La bataille juridique de certains jeunes pour sauver les îles du Pacifique menacées par le changement climatique, le prix Nobel alternatif

La bataille juridique de certains jeunes pour sauver les îles du Pacifique menacées par le changement climatique, le prix Nobel alternatif

Les étudiants des îles du Pacifique combattant le changement climatique (PISFCC) et le juriste Chamoru Julian Aguon, de Guam, ont réesté mercredi le prix du bon moyen de subsistance en 2025, connu sous le nom de «Nobel alternatif», «pour avoir mis la demande de justice climatique à la cour la plus élevée au monde,, en transformant une question des droits et de l'action climatique dans une responsabilité juridique».

Une campagne née dans une classe

PISFCC est né en 2019, lorsque 27 étudiants en droit de l'Université du Pacifique Sud à Vanuatu ont décidé que le changement climatique devait être traité non seulement comme un problème environnemental, mais comme une question de droits de l'homme. Pour eux, la crise n'a jamais été abstraite: dans les îles du Pacifique, les cyclones détruisent des économies entières, l'augmentation du niveau de la mer déplace les familles et la salinisation ruine les cultures.
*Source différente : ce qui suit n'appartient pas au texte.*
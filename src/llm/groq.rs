//! Streaming client for Groq's OpenAI-compatible chat completions API.

use reqwest_eventsource::RequestBuilderExt;
use serde::{Deserialize, Serialize};
use tokio_stream::Stream;
use tracing::debug;

use super::{into_text_chunks, EventPayload, MAX_ANSWER_TOKENS, SYSTEM_PROMPT, TEMPERATURE, TOP_P};
use crate::config::LlmConfig;
use crate::error::{Error, Result};

/// Opens a streamed Groq answer for a text prompt.
///
/// Returns an error only when the request cannot be constructed; connection
/// and protocol failures surface as items on the returned stream.
pub fn stream_answer(
    http_client: &reqwest::Client,
    llm: &LlmConfig,
    prompt: &str,
) -> Result<impl Stream<Item = Result<String>>> {
    let url = format!(
        "{}/chat/completions",
        llm.groq_base_url.trim_end_matches('/')
    );
    let request = build_request(&llm.groq_model, prompt);
    let body = serde_json::to_vec(&request)
        .map_err(|e| Error::Upstream(format!("could not encode Groq request: {e}")))?;

    debug!(model = %llm.groq_model, "opening Groq answer stream");
    let source = http_client
        .post(&url)
        .header(reqwest::header::CONTENT_TYPE, "application/json")
        .header(
            reqwest::header::AUTHORIZATION,
            format!("Bearer {}", llm.groq_api_key),
        )
        .body(body)
        .eventsource()
        .map_err(|e| Error::Upstream(format!("could not open Groq stream: {e}")))?;

    Ok(into_text_chunks::<ChatEvent>(source))
}

fn build_request(model: &str, prompt: &str) -> ChatRequest {
    ChatRequest {
        model: model.to_string(),
        messages: vec![
            Message {
                role: "system",
                content: SYSTEM_PROMPT.to_string(),
            },
            Message {
                role: "user",
                content: prompt.to_string(),
            },
        ],
        temperature: TEMPERATURE,
        top_p: TOP_P,
        max_tokens: MAX_ANSWER_TOKENS,
        stream: true,
    }
}

#[derive(Debug, Serialize)]
struct ChatRequest {
    model: String,
    messages: Vec<Message>,
    temperature: f32,
    top_p: f32,
    max_tokens: u32,
    stream: bool,
}

#[derive(Debug, Serialize)]
struct Message {
    role: &'static str,
    content: String,
}

#[derive(Debug, Deserialize)]
#[serde(untagged)]
enum ChatEvent {
    Chunk(ChatChunk),
    Error(ApiError),
    Unknown(serde_json::Value),
}

#[derive(Debug, Deserialize)]
struct ChatChunk {
    choices: Vec<StreamChoice>,
}

#[derive(Debug, Deserialize)]
struct StreamChoice {
    delta: Delta,
}

#[derive(Debug, Deserialize)]
struct Delta {
    content: Option<String>,
}

#[derive(Debug, Deserialize)]
struct ApiError {
    error: ApiErrorBody,
}

#[derive(Debug, Deserialize)]
struct ApiErrorBody {
    message: String,
}

impl EventPayload for ChatEvent {
    fn into_text(self) -> Result<Option<String>> {
        match self {
            ChatEvent::Chunk(chunk) => Ok(chunk
                .choices
                .into_iter()
                .next()
                .and_then(|choice| choice.delta.content)
                .filter(|content| !content.is_empty())),
            ChatEvent::Error(err) => Err(Error::Upstream(format!(
                "Groq API error: {}",
                err.error.message
            ))),
            ChatEvent::Unknown(value) => Err(Error::Upstream(format!(
                "unexpected Groq stream event: {value}"
            ))),
        }
    }
}

#[cfg(test)]
mod tests {
    use tokio_stream::StreamExt;

    use super::*;

    fn test_config(base_url: &str) -> LlmConfig {
        LlmConfig {
            gemini_api_key: "test-gemini-key".to_string(),
            groq_api_key: "test-groq-key".to_string(),
            gemini_base_url: base_url.to_string(),
            gemini_model: "gemini-2.0-flash".to_string(),
            groq_base_url: base_url.to_string(),
            groq_model: "llama-3.3-70b-versatile".to_string(),
            answer_timeout_secs: 45,
        }
    }

    #[test]
    fn test_request_shape() {
        let request = build_request("llama-3.3-70b-versatile", "Why is the sky blue?");
        let value = serde_json::to_value(&request).unwrap();

        assert_eq!(value["model"], "llama-3.3-70b-versatile");
        assert_eq!(value["stream"], true);
        assert_eq!(value["messages"][0]["role"], "system");
        assert_eq!(value["messages"][0]["content"], SYSTEM_PROMPT);
        assert_eq!(value["messages"][1]["role"], "user");
        assert_eq!(value["messages"][1]["content"], "Why is the sky blue?");
        assert_eq!(value["max_tokens"], 2048);
    }

    #[test]
    fn test_delta_event_text() {
        let event: ChatEvent = serde_json::from_str(
            r#"{"id":"c-1","object":"chat.completion.chunk","choices":[{"index":0,"delta":{"content":"Because"}}]}"#,
        )
        .unwrap();
        assert_eq!(event.into_text().unwrap(), Some("Because".to_string()));
    }

    #[test]
    fn test_role_only_delta_is_skipped() {
        let event: ChatEvent =
            serde_json::from_str(r#"{"choices":[{"index":0,"delta":{"role":"assistant"}}]}"#)
                .unwrap();
        assert_eq!(event.into_text().unwrap(), None);
    }

    #[test]
    fn test_final_empty_delta_is_skipped() {
        let event: ChatEvent = serde_json::from_str(
            r#"{"choices":[{"index":0,"delta":{},"finish_reason":"stop"}]}"#,
        )
        .unwrap();
        assert_eq!(event.into_text().unwrap(), None);
    }

    #[test]
    fn test_error_event_surfaces_message() {
        let event: ChatEvent = serde_json::from_str(
            r#"{"error":{"message":"model decommissioned","type":"invalid_request_error"}}"#,
        )
        .unwrap();
        let err = event.into_text().unwrap_err();
        assert!(err.to_string().contains("model decommissioned"));
    }

    #[tokio::test]
    async fn test_stream_answer_relays_chunks() {
        let mut server = mockito::Server::new_async().await;
        let mock = server
            .mock("POST", "/chat/completions")
            .match_header("authorization", "Bearer test-groq-key")
            .with_status(200)
            .with_header("content-type", "text/event-stream")
            .with_body(concat!(
                "data: {\"choices\":[{\"index\":0,\"delta\":{\"role\":\"assistant\"}}]}\n\n",
                "data: {\"choices\":[{\"index\":0,\"delta\":{\"content\":\"Because of \"}}]}\n\n",
                "data: {\"choices\":[{\"index\":0,\"delta\":{\"content\":\"Rayleigh scattering.\"}}]}\n\n",
                "data: {\"choices\":[{\"index\":0,\"delta\":{},\"finish_reason\":\"stop\"}]}\n\n",
                "data: [DONE]\n\n",
            ))
            .create_async()
            .await;

        let config = test_config(&server.url());
        let client = reqwest::Client::new();
        let stream = stream_answer(&client, &config, "Why is the sky blue?").unwrap();
        let chunks: Vec<_> = stream.collect().await;
        mock.assert_async().await;

        let texts: Vec<String> = chunks
            .into_iter()
            .collect::<Result<Vec<String>>>()
            .unwrap();
        assert_eq!(
            texts,
            vec![
                "Because of ".to_string(),
                "Rayleigh scattering.".to_string()
            ]
        );
    }

    #[tokio::test]
    async fn test_stream_answer_surfaces_http_error() {
        let mut server = mockito::Server::new_async().await;
        let _mock = server
            .mock("POST", "/chat/completions")
            .with_status(429)
            .with_body(r#"{"error":{"message":"rate limit reached","type":"tokens"}}"#)
            .create_async()
            .await;

        let config = test_config(&server.url());
        let client = reqwest::Client::new();
        let stream = stream_answer(&client, &config, "Why is the sky blue?").unwrap();
        tokio::pin!(stream);

        match stream.next().await {
            Some(Err(err)) => assert!(err.to_string().contains("429")),
            other => panic!("expected an upstream error, got {other:?}"),
        }
    }
}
Après six ans de campagne, son travail a abouti à une victoire historique devant la Cour internationale de justice (CIJ) en juillet 2025, qui a émis un avis consultatif confirmant que les États ont des obligations légales contraignantes pour prévenir les dommages climatiques, protéger les droits de l'homme, assurer des réparations et des garanties actuelles et futures. Cette décision représente une étape importante du droit international et ouvre un nouveau chemin vers la justice climatique mondiale.

Témoignages de la première ligne

La stratégie de PISFCC était basée sur la collecte de témoignages des communautés insulaires, certaines de celles qui contribuent moins au changement climatique mais souffrent déjà de leurs pires effets. Lorsque vous portez ces voix de perte, de résilience et de demande de justice à la CIJ, les étudiants ont assuré que les réalités de première ligne ont influencé la décision.

Le prix est partagé avec Julian Aguon, l'avocat Chamoru et l'écrivain de Guam, dont l'équipe juridique a avancé l'affaire. L'alliance entre la mobilisation des jeunes et la défense juridique montre comment l'action collective peut transformer les systèmes internationaux.

Autre décerné en 2025

Le droit de toute l'année a également distingué la justice pour le Myanmar, pour son travail dans l'exposition du réseau commercial qui détient le conseil militaire; A Audrey Tang, ministre du numérique de Taiwan, pour la promotion d'un modèle de démocratie participatif et résistant; Déjà les salles d'intervention d'urgence du Soudan, pour l'organisation de l'aide mutuelle au milieu de la guerre et l'effondrement de l'État.

« À une époque où la violence, la polarisation et les catastrophes climatiques déchirent les communautés, les personnes décernées en 2025 nous rappellent que l'action collective est la réponse la plus puissante de l'humanité », a déclaré Ole von Uexkull, directeur exécutif de Right Liveliood. La cérémonie de livraison aura lieu le 2 décembre à Stockholm et sera télévisée.